Lower-extremity peripheral nerve injuries: a Louisiana State University Health Sciences Center literature review with comparison of the operative outcomes of 806 Louisiana State University Health Sciences Center sciatic, common peroneal, and tibial nerve lesions.Neurosurgery. 2009 Oct; 65(4 Suppl):A18-23.N
With the use of data from 3 Louisiana State University Health Sciences Center (LSUHSC) publications, various parameters for buttock/thigh-level sciatic nerve and tibial and common peroneal divisions/nerve injuries were summarized, and outcomes were compared.
Data from 806 buttock/thigh-level sciatic nerve and tibial and common peroneal division/nerve injury repairs were summarized. Lesion types, repair techniques, and outcomes were compared.
Acute lacerations undergoing suture repair were best for the thigh-then-buttock-level tibial (93%/73%) and then same-level common peroneal divisions (69%/30%); at the knee level, tibial outcomes (100%) were better than those for the common peroneal nerve (CPN) (84%). Secondary graft repairs for lacerations had good outcomes for the thigh-then-buttock-level tibial (80%/62%), followed by common peroneal divisions at the same levels (45%/24%). The knee/leg-level tibial nerve (94%) did better than the CPN (40%) here. In-continuity lesions with positive intraoperative nerve action potentials underwent neurolysis with better results for the thigh-then-buttock-level tibial division (95%/86%) than for same-level CPN (78%/69%). The knee/leg-level tibial nerve did better than the CPN (95%/93%).

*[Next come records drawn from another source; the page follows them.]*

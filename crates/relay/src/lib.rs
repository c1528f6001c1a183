//! Live segmented audio relay.
//!
//! A [`StreamController`] polls a flat segment-list manifest, appends every new
//! segment to a rolling buffer file and drives an [`AudioSink`] against that
//! file until stopped.
//!
//! ```no_run
//! use relay_engine::{RelayConfig, StreamController};
//!
//! # async fn demo() -> relay_engine::Result<()> {
//! let config = RelayConfig::builder().with_temp_dir(".fmgo/temp").build();
//! let controller = StreamController::new(config)?;
//! controller.play("http://radio.example/live/playlist.m3u8").await?;
//! // ...
//! controller.cleanup().await;
//! # Ok(())
//! # }
//! ```

pub mod buffer;
pub mod builder;
pub mod config;
mod controller;
pub mod dedup;
pub mod error;
pub mod fetcher;
pub mod manifest;
pub mod sink;
pub mod supervisor;

pub use buffer::BufferStore;
pub use builder::RelayConfigBuilder;
pub use config::{DEFAULT_USER_AGENT, HttpConfig, PlayerConfig, RelayConfig, create_client};
pub use controller::StreamController;
pub use dedup::SegmentDedupCache;
pub use error::{RelayError, Result};
pub use fetcher::{CycleReport, SegmentFetcher};
pub use sink::{AudioSink, ProcessSink, SinkExit};
pub use supervisor::{PlaybackOutcome, PlaybackSupervisor};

Better recovery of buttock- and thigh-level tibial division/nerve occurs because: 1) the CPN is lateral and thus vulnerable to a more severe injury; 2) the tibial nerve is more elastic at impact owing to its singular-fixation site (the CPN has a dual fixation); 3) the tibial nerve has a better blood supply and regeneration; 4) the tibial nerve has a higher force-absorbing fascicle/connective tissue count than the CPN; and 5) the tibial nerve-innervated gastrocnemius soleus requires less reinnervation for functional contraction than deep peroneal branches, which innervate long, thin extensor muscles at multiple sites and require coordinated nerve input for effective contraction.